“Longshots #1” si presenta come una delle operazioni più meta-narrative della Marvel degli ultimi anni, un fumetto che non solo gioca con il linguaggio della competizione e dello spettacolo, ma lo trasforma in una riflessione critica sul potere dei media e di inganno del pubblico. L’idea è geniale: Mojo, demone mediatico che incarna il degrado dell’intrattenimento, inscena un nuovo reality mortale con protagonisti i vari Wonder Man, Hellcat, Bishop, Rhino e Kraven, cinque figure tanto diverse quanto emblematiche del mondo Marvel costrette a combattere in un’arena dove le regole non esistono e dove la sopravvivenza dipende in apparenza dai soldi del pubblico.

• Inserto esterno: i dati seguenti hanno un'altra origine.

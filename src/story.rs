// Story section: the cat, the dialogue box and the envelope, driven by the sequencer.
use std::time::Duration;

use bevy::ecs::system::SystemParam;
use bevy::prelude::*;

use crate::script::{Choice, Expression, SceneId, Script};
use crate::sections::Sections;
use crate::sequencer::{Sequencer, SequencerConfig, Stage};
use crate::widgets::{CREAM, DUSK, SUNSET, label, spawn_button};

pub struct StoryPlugin;

impl Plugin for StoryPlugin {
    fn build(&self, app: &mut App) {
        app.init_resource::<SequencerConfig>()
            .add_systems(OnEnter(Sections::Story), (spawn_story, start_story).chain())
            .add_systems(OnExit(Sections::Story), exit_story)
            .add_systems(
                Update,
                (
                    choice_actions,
                    envelope_actions,
                    letter_actions,
                    keyboard_shortcuts,
                    advance_story,
                    settle_portrait,
                )
                    .chain()
                    .run_if(in_state(Sections::Story).and(resource_exists::<Sequencer>)),
            );

        #[cfg(debug_assertions)]
        app.add_systems(
            Update,
            log_sequencer_state.run_if(resource_exists::<Sequencer>),
        );
    }
}

const PULSE_SCALE: f32 = 0.95;
const OPENED_SCALE: f32 = 1.15;
const ENVELOPE_CLOSED: Color = Color::srgb(0.98, 0.86, 0.72);
const ENVELOPE_OPENED: Color = Color::srgb(0.98, 0.62, 0.68);

#[derive(Component)]
struct CatPortrait;

#[derive(Component)]
struct SpeakerLabel;

#[derive(Component)]
struct DialogueLine;

#[derive(Component)]
struct ChoiceList;

#[derive(Component)]
struct ChoiceButton(SceneId);

#[derive(Component)]
struct Envelope;

#[derive(Component)]
struct LetterOverlay;

#[derive(Component)]
struct LetterText;

/// Shrinks the portrait briefly after an expression change.
#[derive(Component)]
struct PortraitPulse(Timer);

fn portrait_face(expression: Expression) -> &'static str {
    match expression {
        Expression::Normal => "=^.^=",
        Expression::Excited => "=^o^=",
        Expression::Curious => "=^?^=",
    }
}

fn portrait_tint(expression: Expression) -> Color {
    match expression {
        Expression::Normal => CREAM,
        Expression::Excited => Color::srgb(1.0, 0.8, 0.45),
        Expression::Curious => Color::srgb(0.75, 0.85, 1.0),
    }
}

/// The story UI as seen by the sequencer.
#[derive(SystemParam)]
struct UiStage<'w, 's> {
    commands: Commands<'w, 's>,
    texts: ParamSet<
        'w,
        's,
        (
            Query<'w, 's, &'static mut Text, With<SpeakerLabel>>,
            Query<'w, 's, &'static mut Text, With<DialogueLine>>,
            Query<'w, 's, &'static mut Text, With<LetterText>>,
            Query<
                'w,
                's,
                (
                    Entity,
                    &'static mut Text,
                    &'static mut TextColor,
                    &'static mut UiTransform,
                ),
                With<CatPortrait>,
            >,
        ),
    >,
    choice_lists: Query<'w, 's, Entity, With<ChoiceList>>,
    envelopes: Query<
        'w,
        's,
        (
            &'static mut Visibility,
            &'static mut BackgroundColor,
            &'static mut UiTransform,
        ),
        (With<Envelope>, Without<LetterOverlay>, Without<CatPortrait>),
    >,
    overlays: Query<'w, 's, &'static mut Visibility, (With<LetterOverlay>, Without<Envelope>)>,
}

impl UiStage<'_, '_> {
    fn set_envelope(&mut self, visibility: Visibility, colour: Color, scale: f32) {
        for (mut vis, mut bg, mut transform) in self.envelopes.iter_mut() {
            *vis = visibility;
            bg.0 = colour;
            transform.scale = Vec2::splat(scale);
        }
    }

    fn set_overlay(&mut self, visibility: Visibility) {
        for mut vis in self.overlays.iter_mut() {
            *vis = visibility;
        }
    }
}

impl Stage for UiStage<'_, '_> {
    fn set_speaker(&mut self, speaker: &str) {
        for mut text in self.texts.p0().iter_mut() {
            **text = speaker.to_owned();
        }
    }

    fn set_expression(&mut self, expression: Expression, pulse: Duration) {
        let mut portraits = self.texts.p3();
        let Ok((entity, mut text, mut color, mut transform)) = portraits.single_mut() else {
            return;
        };
        **text = portrait_face(expression).to_owned();
        color.0 = portrait_tint(expression);
        transform.scale = Vec2::splat(PULSE_SCALE);
        self.commands
            .entity(entity)
            .insert(PortraitPulse(Timer::new(pulse, TimerMode::Once)));
    }

    fn clear_dialogue(&mut self) {
        for mut text in self.texts.p1().iter_mut() {
            text.clear();
        }
    }

    fn append_dialogue(&mut self, ch: char) {
        for mut text in self.texts.p1().iter_mut() {
            text.push(ch);
        }
    }

    fn clear_choices(&mut self) {
        for list in &self.choice_lists {
            self.commands.entity(list).despawn_related::<Children>();
        }
    }

    fn show_choices(&mut self, choices: &[Choice]) {
        for list in &self.choice_lists {
            self.commands.entity(list).with_children(|parent| {
                for choice in choices {
                    spawn_button(parent, &choice.label, ChoiceButton(choice.target));
                }
            });
        }
    }

    fn show_envelope(&mut self) {
        self.set_envelope(Visibility::Inherited, ENVELOPE_CLOSED, 1.0);
    }

    fn hide_envelope(&mut self) {
        self.set_envelope(Visibility::Hidden, ENVELOPE_CLOSED, 1.0);
    }

    fn open_envelope(&mut self) {
        self.set_envelope(Visibility::Inherited, ENVELOPE_OPENED, OPENED_SCALE);
    }

    fn show_message(&mut self, message: &str) {
        for mut text in self.texts.p2().iter_mut() {
            **text = message.to_owned();
        }
        self.set_overlay(Visibility::Inherited);
    }

    fn hide_message(&mut self) {
        self.set_overlay(Visibility::Hidden);
    }
}

fn spawn_story(mut commands: Commands, config: Res<SequencerConfig>) -> Result {
    let script = Script::sunset()?;
    info!("story script ready with {} scenes", script.scene_count());
    // The sequencer keeps its own copy; every timing for this visit comes from it.
    commands.insert_resource(Sequencer::new(script, config.clone()));

    commands
        .spawn((
            Node {
                width: Val::Percent(100.0),
                height: Val::Percent(100.0),
                flex_direction: FlexDirection::Column,
                justify_content: JustifyContent::End,
                align_items: AlignItems::Center,
                row_gap: Val::Px(20.0),
                padding: UiRect::all(Val::Px(32.0)),
                ..default()
            },
            BackgroundColor(DUSK),
            DespawnOnExit(Sections::Story),
        ))
        .with_children(|parent| {
            parent.spawn((
                CatPortrait,
                label(portrait_face(Expression::Normal), 72.0, CREAM),
            ));

            parent
                .spawn((
                    Envelope,
                    Button,
                    Node {
                        width: Val::Px(140.0),
                        height: Val::Px(90.0),
                        justify_content: JustifyContent::Center,
                        align_items: AlignItems::Center,
                        border: UiRect::all(Val::Px(3.0)),
                        ..default()
                    },
                    BorderColor::all(SUNSET),
                    BackgroundColor(ENVELOPE_CLOSED),
                    Visibility::Hidden,
                ))
                .with_children(|envelope| {
                    envelope.spawn(label("[ letter ]", 20.0, DUSK));
                });

            // Dialogue box.
            parent
                .spawn((
                    Node {
                        width: Val::Px(680.0),
                        min_height: Val::Px(140.0),
                        flex_direction: FlexDirection::Column,
                        row_gap: Val::Px(12.0),
                        padding: UiRect::all(Val::Px(20.0)),
                        border: UiRect::all(Val::Px(3.0)),
                        ..default()
                    },
                    BorderColor::all(SUNSET),
                    BackgroundColor(Color::srgba(0.0, 0.0, 0.0, 0.6)),
                ))
                .with_children(|dialogue| {
                    dialogue.spawn((SpeakerLabel, label("", 20.0, SUNSET)));
                    dialogue.spawn((DialogueLine, label("", 26.0, CREAM)));
                });

            parent.spawn((
                ChoiceList,
                Node {
                    flex_direction: FlexDirection::Row,
                    column_gap: Val::Px(16.0),
                    min_height: Val::Px(48.0),
                    ..default()
                },
            ));
        });

    // Letter overlay, shown once the envelope is opened.
    commands
        .spawn((
            LetterOverlay,
            Button,
            Node {
                width: Val::Percent(100.0),
                height: Val::Percent(100.0),
                justify_content: JustifyContent::Center,
                align_items: AlignItems::Center,
                position_type: PositionType::Absolute,
                ..default()
            },
            BackgroundColor(Color::srgba(0.0, 0.0, 0.0, 0.75)),
            GlobalZIndex(200),
            Visibility::Hidden,
            DespawnOnExit(Sections::Story),
        ))
        .with_children(|overlay| {
            overlay.spawn((LetterText, label("", 28.0, CREAM)));
        });

    Ok(())
}

fn start_story(mut sequencer: ResMut<Sequencer>, mut stage: UiStage) -> Result {
    sequencer.start(&mut stage)?;
    Ok(())
}

fn exit_story(mut commands: Commands) {
    commands.remove_resource::<Sequencer>();
}

fn choice_actions(
    query: Query<(&Interaction, &ChoiceButton), Changed<Interaction>>,
    mut sequencer: ResMut<Sequencer>,
    mut stage: UiStage,
) {
    for (interaction, choice) in &query {
        if *interaction != Interaction::Pressed {
            continue;
        }
        if let Err(err) = sequencer.select_choice(choice.0, &mut stage) {
            error!("{err}");
        }
    }
}

fn envelope_actions(
    query: Query<&Interaction, (Changed<Interaction>, With<Envelope>)>,
    mut sequencer: ResMut<Sequencer>,
    mut stage: UiStage,
) {
    if query.iter().any(|i| *i == Interaction::Pressed) {
        sequencer.trigger_affordance(&mut stage);
    }
}

fn letter_actions(
    query: Query<&Interaction, (Changed<Interaction>, With<LetterOverlay>)>,
    mut sequencer: ResMut<Sequencer>,
    mut stage: UiStage,
) {
    if query.iter().any(|i| *i == Interaction::Pressed) {
        sequencer.dismiss_message(&mut stage);
    }
}

fn keyboard_shortcuts(
    keyboard: Res<ButtonInput<KeyCode>>,
    mut sequencer: ResMut<Sequencer>,
    mut stage: UiStage,
) {
    let result = if keyboard.just_pressed(KeyCode::Enter) {
        sequencer.confirm(&mut stage)
    } else if keyboard.just_pressed(KeyCode::KeyR) {
        sequencer.reset(&mut stage)
    } else {
        Ok(())
    };
    if let Err(err) = result {
        error!("{err}");
    }
}

fn advance_story(
    time: Res<Time>,
    mut sequencer: ResMut<Sequencer>,
    mut stage: UiStage,
    mut next_section: ResMut<NextState<Sections>>,
) {
    if let Some(finished) = sequencer.advance(time.delta(), &mut stage, &mut *next_section) {
        debug!("finished revealing {}", finished.scene);
    }
}

fn settle_portrait(
    mut commands: Commands,
    time: Res<Time>,
    mut query: Query<(Entity, &mut PortraitPulse, &mut UiTransform)>,
) {
    for (entity, mut pulse, mut transform) in &mut query {
        if pulse.0.tick(time.delta()).is_finished() {
            transform.scale = Vec2::ONE;
            commands.entity(entity).remove::<PortraitPulse>();
        }
    }
}

#[cfg(debug_assertions)]
fn log_sequencer_state(keyboard: Res<ButtonInput<KeyCode>>, sequencer: Res<Sequencer>) {
    if keyboard.just_pressed(KeyCode::F3) {
        info!(
            "sequencer: {:?}, choices: {:?}, dialogue: {:?}",
            sequencer.state(),
            sequencer.rendered_choices(),
            sequencer.visible_dialogue()
        );
        info!(
            "envelope shown: {}, letter shown: {}, handing off: {}, departed: {}",
            sequencer.envelope_shown(),
            sequencer.message_shown(),
            sequencer.is_handing_off(),
            sequencer.has_departed()
        );
    }
}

A firmare questa provocazione sono Gerry Duggan e Jonathan Hickman, due autori abituati a giocare con le strutture del potere e con la meta-narrazione. Hickman, in particolare, sembra tornare al suo tono più sperimentale, ciò che unisce critica sociale e show, mentre Duggan aggiunge il suo tocco ironico e cinico, trasformando la trama in un reality distopico dove l’eroismo non ha più significato morale, ma commerciale. I disegni di Alan Robinson accentuano la dimensione caricaturale, con tratto che alterna violenza e grottesco, come se ogni vignetta fosse un fotogramma di un talk show.
Ma l’aspetto più interessante di “Longshots #1” è proprio il modo in cui Mojo diventa lo specchio deformante della nostra epoca. Da decenni, il personaggio rappresenta la critica interna della Marvel al potere dei media, al voyeurismo e alla spettacolarizzazione della violenza. Qui, tuttavia, il discorso si fa più diretto: il pubblico non è più un semplice spettatore, ma un complice attivo. Mojo promette che i lettori potranno “votare con il portafoglio”, ma ammette subito che la decisione finale spetta solo a lui. È una metafora perfetta per la falsa partecipazione che caratterizza i sistemi democratici di oggi.

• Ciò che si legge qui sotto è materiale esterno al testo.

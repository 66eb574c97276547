// Dialogue script: scenes, choices and the built-in sunset story.
use std::fmt;

use strum::{Display, EnumIter};

use crate::error::ScriptError;

/// Position of a scene within its script.
#[derive(Debug, Clone, Copy, Default, PartialEq, Eq, PartialOrd, Ord, Hash)]
pub struct SceneId(pub usize);

impl fmt::Display for SceneId {
    fn fmt(&self, f: &mut fmt::Formatter<'_>) -> fmt::Result {
        write!(f, "#{}", self.0)
    }
}

/// Pose shown on the cat portrait while a line is spoken.
#[derive(Debug, Clone, Copy, Default, PartialEq, Eq, Hash, Display, EnumIter)]
#[strum(serialize_all = "lowercase")]
pub enum Expression {
    #[default]
    Normal,
    Excited,
    Curious,
}

#[derive(Debug, Clone, PartialEq, Eq)]
pub struct Choice {
    pub label: String,
    pub target: SceneId,
}

impl Choice {
    pub fn new(label: impl Into<String>, target: usize) -> Self {
        Self {
            label: label.into(),
            target: SceneId(target),
        }
    }
}

#[derive(Debug, Clone, PartialEq, Eq)]
pub struct Scene {
    pub id: SceneId,
    pub text: String,
    pub speaker: String,
    pub choices: Vec<Choice>,
    pub expression: Expression,
    /// Whether the envelope is offered alongside the choices.
    pub shows_envelope: bool,
}

/// A validated, closed set of scenes. Every choice lands on a scene that exists.
#[derive(Debug, Clone)]
pub struct Script {
    scenes: Vec<Scene>,
}

const CAT: &str = "Solemn the cat";

/// Shown in the overlay once the envelope has been opened.
pub const LETTER_MESSAGE: &str =
    "~ Opening Letter ~\n\nGetting ready to ask you something special...\n\n💕";

impl Script {
    pub fn new(scenes: Vec<Scene>) -> Result<Self, ScriptError> {
        if scenes.is_empty() {
            return Err(ScriptError::Empty);
        }

        for (position, scene) in scenes.iter().enumerate() {
            if scene.id != SceneId(position) {
                return Err(ScriptError::MisplacedScene {
                    position,
                    id: scene.id,
                });
            }
            if let Some(choice) = scene.choices.iter().find(|c| c.target.0 >= scenes.len()) {
                return Err(ScriptError::DanglingChoice {
                    scene: scene.id,
                    label: choice.label.clone(),
                    target: choice.target,
                });
            }
        }

        Ok(Self { scenes })
    }

    /// The sunset-mountain story that leads up to the envelope.
    pub fn sunset() -> Result<Self, ScriptError> {
        Self::new(vec![
            Scene {
                id: SceneId(0),
                text: "What a beautiful sunset! Isn't it?".into(),
                speaker: CAT.into(),
                choices: vec![Choice::new("Where am I?", 1), Choice::new("Hmm!", 1)],
                expression: Expression::Normal,
                shows_envelope: false,
            },
            Scene {
                id: SceneId(1),
                text: "Uhm... You'll see.".into(),
                speaker: CAT.into(),
                choices: vec![Choice::new("Continue...", 2)],
                expression: Expression::Curious,
                shows_envelope: false,
            },
            Scene {
                id: SceneId(2),
                text: "Oh look! A letter appeared! Try clicking on it.".into(),
                speaker: CAT.into(),
                choices: vec![],
                expression: Expression::Excited,
                shows_envelope: true,
            },
            Scene {
                id: SceneId(3),
                text: "What does the message say?".into(),
                speaker: CAT.into(),
                choices: vec![Choice::new("The End", 0)],
                expression: Expression::Normal,
                shows_envelope: false,
            },
        ])
    }

    pub fn get(&self, id: SceneId) -> Option<&Scene> {
        self.scenes.get(id.0)
    }

    pub fn scene_count(&self) -> usize {
        self.scenes.len()
    }

    #[cfg(test)]
    pub fn scenes(&self) -> &[Scene] {
        &self.scenes
    }
}
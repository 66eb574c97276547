// Main
mod error;
mod script;
mod sections;
mod sequencer;
mod story;
mod typewriter;
mod valentine;
mod widgets;

use bevy::log::LogPlugin;
use bevy::prelude::*;
use sections::Sections;
use story::StoryPlugin;
use valentine::ValentinePlugin;
use widgets::{DUSK, WidgetsPlugin};

fn main() {
    App::new()
        .add_plugins(
            DefaultPlugins
                .set(WindowPlugin {
                    primary_window: Some(Window {
                        title: "Sunset Mountain Tales".into(),
                        ..default()
                    }),
                    ..default()
                })
                .set(LogPlugin {
                    filter: "wgpu=error,naga=warn,sunset_tales=debug".into(),
                    ..default()
                }),
        )
        .insert_resource(ClearColor(DUSK))
        .init_state::<Sections>()
        .add_plugins((WidgetsPlugin, StoryPlugin, ValentinePlugin))
        .add_systems(Startup, spawn_camera)
        .run();
}

fn spawn_camera(mut commands: Commands) {
    commands.spawn(Camera2d);
}
#![allow(dead_code)]

use std::fs::File;
use std::io::Write;
use std::path::{Path, PathBuf};

use scratch_ledger::{
    catalog::ColumnCatalog,
    extract::RawExtract,
    import::{ImportPipeline, ImportSummary},
    store::Store,
};
use tempfile::{TempDir, tempdir};

/// Header row of the default redemption extract, in catalog order.
pub const EXTRACT_HEADERS: [&str; 9] = [
    "兑奖单位",
    "方案名称",
    "兑奖金额",
    "售出站点",
    "兑奖站点",
    "售出时间",
    "兑奖时间",
    "票号",
    "方案编号",
];

pub const TABLE: &str = "各奖等中奖明细表";

/// Scratch directory helper that cleans up files automatically on drop.
pub struct TestWorkspace {
    temp_dir: TempDir,
}

impl TestWorkspace {
    pub fn new() -> Self {
        Self {
            temp_dir: tempdir().expect("temp dir"),
        }
    }

    pub fn path(&self) -> &Path {
        self.temp_dir.path()
    }

    /// Writes `contents` into a file under the workspace and returns the path.
    pub fn write(&self, name: &str, contents: &str) -> PathBuf {
        self.write_bytes(name, contents.as_bytes())
    }

    pub fn write_bytes(&self, name: &str, contents: &[u8]) -> PathBuf {
        let path = self.temp_dir.path().join(name);
        let mut file = File::create(&path).expect("create temp file");
        file.write_all(contents).expect("write temp file contents");
        path
    }

    pub fn db_path(&self) -> PathBuf {
        self.temp_dir.path().join("lottery.db")
    }

    pub fn store(&self) -> Store {
        Store::new(self.db_path(), TABLE)
    }
}

/// One extract row; cells follow [`EXTRACT_HEADERS`].
pub fn record(
    region: &str,
    method: &str,
    amount: &str,
    redeem_site: &str,
    sale_time: &str,
    redeem_time: &str,
    serial: &str,
) -> Vec<String> {
    [
        region,
        method,
        amount,
        "S-001",
        redeem_site,
        sale_time,
        redeem_time,
        serial,
        "P1",
    ]
    .iter()
    .map(|cell| cell.to_string())
    .collect()
}

pub fn extract(rows: Vec<Vec<String>>) -> RawExtract {
    RawExtract {
        headers: EXTRACT_HEADERS.iter().map(|h| h.to_string()).collect(),
        rows,
    }
}

/// Five records across two regions, three play methods and two months.
pub fn sample_rows() -> Vec<Vec<String>> {
    vec![
        record("北京", "即开A", "50", "R-1", "2025-01-01 09:00:00", "2025-01-05 10:00:00", "T1"),
        record("北京", "即开A", "100", "R-1", "2025-01-02 09:00:00", "2025-01-06 10:00:00", "T2"),
        record("北京", "即开B", "50", "R-2", "2025-01-03 09:00:00", "2025-01-20 10:00:00", "T3"),
        record("上海", "即开B", "20", "R-3", "2025-02-01 09:00:00", "2025-02-03 10:00:00", "T4"),
        record("上海", "即开C", "500", "R-3", "2025-02-02 09:00:00", "2025-02-10 23:59:59", "T5"),
    ]
}

pub fn sample_csv() -> String {
    let mut lines = vec![EXTRACT_HEADERS.join(",")];
    lines.extend(sample_rows().iter().map(|row| row.join(",")));
    lines.join("\n") + "\n"
}

/// Imports [`sample_rows`] into a fresh store and returns it.
pub fn seeded_store(workspace: &TestWorkspace) -> (Store, ColumnCatalog) {
    let store = workspace.store();
    let catalog = ColumnCatalog::default();
    let summary = import(&store, &catalog, sample_rows(), true);
    assert!(summary.success, "{}", summary.message);
    assert_eq!(summary.inserted, 5);
    (store, catalog)
}

pub fn import(
    store: &Store,
    catalog: &ColumnCatalog,
    rows: Vec<Vec<String>>,
    skip_duplicates: bool,
) -> ImportSummary {
    ImportPipeline::new(store, catalog).import_extract(&extract(rows), skip_duplicates)
}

In questo senso, “Longshots” non è solo un fumetto d’azione o un esperimento promo. È una riflessione corrosiva sul capitalismo dell’attenzione, sull’illusione di libertà nel consumo culturale e sulla perdita di autenticità nell’epoca d'oggi. Infatti, l’idea che uno solo sopravvive è una metafora del mercato stesso, dove solo ciò che vende resiste, e tutto il resto viene sacrificato. La Marvel gioca con il fuoco, ma lo fa con intelligenza, trasformando la propria autocritica in spettacolo, e lo spettacolo in un’arma di consapevolezza.
L’albo in uscita l’8 ottobre promette di essere uno dei più discussi dell’autunno, non tanto per la trama, ma per la lucida ferocia con cui si guarda al sistema che produce. L’ironia del titolo, Longshots, non sfugge: è un termine che indica chi parte senza speranze di vittoria, ma anche chi tenta il colpo impossibile. In un’industria dove tutto è pianificato e prevedibile, l’azzardo di Duggan e di Hickman rappresenta forse proprio questo — il tentativo di far sopravvivere un’idea di fumetto dentro un meccanismo che tende a soffocarla.